WORK ORDER
Going down the data below, set down exactly the line with "a prefix of" and each line after it through the line with "for raw in spellings"; no other lines.

(Beginning of MATERIAL FOR THIS EXERCISE)

use regex::{Captures, Regex};
use std::collections::BTreeMap;
use std::sync::LazyLock;
use tracing::warn;
use url::Url;

use crate::file_manager::AssetMap;
use crate::html_parser::HtmlParser;
use crate::url_resolver::resolve;

static SRCSET_ATTR: LazyLock<Regex> = LazyLock::new(|| {
    Regex::new(r#"srcset=(?:"([^"]*)"|'([^']*)')"#).expect("srcset pattern is valid")
});

/// One textual substitution. `literal` entries are also replaced wherever
/// they occur as plain text, not only inside attributes and `url(...)`.
#[derive(Debug, Clone, PartialEq, Eq)]
struct Replacement {
    from: String,
    to: String,
    literal: bool,
}

/// Point every reference to a downloaded asset at its local copy.
///
/// Absolute URLs are replaced everywhere they appear. References written
/// relative to the page are replaced only in `src`/`href`/`srcset`
/// attributes and `url(...)`, where their boundaries are unambiguous.
/// Replacements run longest source first so a URL that is a prefix of
/// another can never clobber the longer one.
pub fn rewrite_html(html: &str, base_url: &Url, assets: &AssetMap) -> String {
    if assets.is_empty() {
        return html.to_string();
    }

    let replacements = collect_replacements(html, base_url, assets);
    let mut rewritten = rewrite_srcsets(html, base_url, assets, &replacements);

    for replacement in &replacements {
        rewritten = replace_reference(&rewritten, &replacement.from, &replacement.to);
        if replacement.literal {
            rewritten = rewritten.replace(&replacement.from, &replacement.to);
        }
    }

    rewritten
}

fn collect_replacements(html: &str, base_url: &Url, assets: &AssetMap) -> Vec<Replacement> {
    let mut by_source: BTreeMap<String, Replacement> = BTreeMap::new();

    for record in assets.iter() {
        by_source.insert(
            record.source_url.clone(),
            Replacement {
                from: record.source_url.clone(),
                to: record.local_path.clone(),
                literal: true,
            },
        );
    }

    // Spellings used in the page itself, e.g. "/a.png" or "img/a.png?w=1&amp;h=2"
    for reference in HtmlParser::new(base_url.clone()).extract_references(html) {
        let Some(record) = assets.get(&reference.url) else {
            continue;
        };
        let mut spellings = vec![reference.raw.clone()];
        if reference.raw.contains('&') {
            spellings.push(reference.raw.replace('&', "&amp;"));
        }
        for raw in spellings {
            by_source.entry(raw.clone()).or_insert(Replacement {
                from: raw,
                to: record.local_path.clone(),
                literal: false,
            });
        }
    }

    let mut replacements: Vec<Replacement> = by_source.into_values().collect();
    replacements.sort_by(|a, b| b.from.len().cmp(&a.from.len()).then_with(|| a.from.cmp(&b.from)));
    replacements
}

/// Rewrite `srcset` candidates one by one, keeping descriptors and spacing.
fn rewrite_srcsets(
    html: &str,
    base_url: &Url,
    assets: &AssetMap,
    replacements: &[Replacement],
) -> String {
    let lookup = |token: &str| -> Option<String> {
        if let Some(r) = replacements.iter().find(|r| r.from == token) {
            return Some(r.to.clone());
        }
        let decoded = token.replace("&amp;", "&");
        resolve(&decoded, base_url)
            .and_then(|url| assets.get(&url))
            .map(|record| record.local_path.clone())
    };

    SRCSET_ATTR
        .replace_all(html, |caps: &Captures| {
            let (value, quote) = match (caps.get(1), caps.get(2)) {
                (Some(value), _) => (value.as_str(), '"'),
                (None, Some(value)) => (value.as_str(), '\''),
                (None, None) => return caps[0].to_string(),
            };
            format!("srcset={quote}{}{quote}", rewrite_srcset_value(value, &lookup))
        })
        .into_owned()
}

fn rewrite_srcset_value<F>(value: &str, lookup: F) -> String
where
    F: Fn(&str) -> Option<String>,
{
    value
        .split(',')
        .map(|candidate| {
            let trimmed = candidate.trim_start();
            let leading = &candidate[..candidate.len() - trimmed.len()];
            let url_end = trimmed
                .find(char::is_whitespace)
                .unwrap_or(trimmed.len());
            let (url, rest) = trimmed.split_at(url_end);
            match lookup(url) {
                Some(local) if !url.is_empty() => format!("{}{}{}", leading, local, rest),
                _ => candidate.to_string(),
            }
        })
        .collect::<Vec<_>>()
        .join(",")
}

/// Attribute (quoted and unquoted) and `url(...)` forms of one reference.
fn replace_reference(text: &str, from: &str, to: &str) -> String {
    replace_reference_with(text, from, to, compile_pattern)
}

/// Falls back to a literal replacement of `from` when any of the forms
/// could not be compiled.
fn replace_reference_with<C>(text: &str, from: &str, to: &str, compile: C) -> String
where
    C: Fn(&str) -> Option<Regex>,
{
    let escaped = regex::escape(from);
    let quoted = compile(&format!(r#"(src|href|srcset)=["']{}["']"#, escaped));
    let unquoted = compile(&format!(r"(src|href|srcset)={}([\s>])", escaped));
    let css_url = compile(&format!(r#"url\(['"]?{}['"]?\)"#, escaped));

    let (Some(quoted), Some(unquoted), Some(css_url)) = (quoted, unquoted, css_url) else {
        return text.replace(from, to);
    };

    let result = quoted.replace_all(text, |caps: &Captures| format!("{}=\"{}\"", &caps[1], to));
    let result = unquoted.replace_all(&result, |caps: &Captures| {
        format!("{}=\"{}\"{}", &caps[1], to, &caps[2])
    });
    css_url
        .replace_all(&result, |_: &Captures| format!("url('{}')", to))
        .into_owned()
}

fn compile_pattern(pattern: &str) -> Option<Regex> {
    match Regex::new(pattern) {
        Ok(re) => Some(re),
        Err(e) => {
            warn!("Skipping rewrite pattern, falling back to literal replacement: {}", e);
            None
        }
    }
}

(End of MATERIAL FOR THIS EXERCISE)

RESULT BELOW
/// Replacements run longest source first so a URL that is a prefix of
/// another can never clobber the longer one.
pub fn rewrite_html(html: &str, base_url: &Url, assets: &AssetMap) -> String {
    if assets.is_empty() {
        return html.to_string();
    }

    let replacements = collect_replacements(html, base_url, assets);
    let mut rewritten = rewrite_srcsets(html, base_url, assets, &replacements);

    for replacement in &replacements {
        rewritten = replace_reference(&rewritten, &replacement.from, &replacement.to);
        if replacement.literal {
            rewritten = rewritten.replace(&replacement.from, &replacement.to);
        }
    }

    rewritten
}

fn collect_replacements(html: &str, base_url: &Url, assets: &AssetMap) -> Vec<Replacement> {
    let mut by_source: BTreeMap<String, Replacement> = BTreeMap::new();

    for record in assets.iter() {
        by_source.insert(
            record.source_url.clone(),
            Replacement {
                from: record.source_url.clone(),
                to: record.local_path.clone(),
                literal: true,
            },
        );
    }

    // Spellings used in the page itself, e.g. "/a.png" or "img/a.png?w=1&amp;h=2"
    for reference in HtmlParser::new(base_url.clone()).extract_references(html) {
        let Some(record) = assets.get(&reference.url) else {
            continue;
        };
        let mut spellings = vec![reference.raw.clone()];
        if reference.raw.contains('&') {
            spellings.push(reference.raw.replace('&', "&amp;"));
        }
        for raw in spellings {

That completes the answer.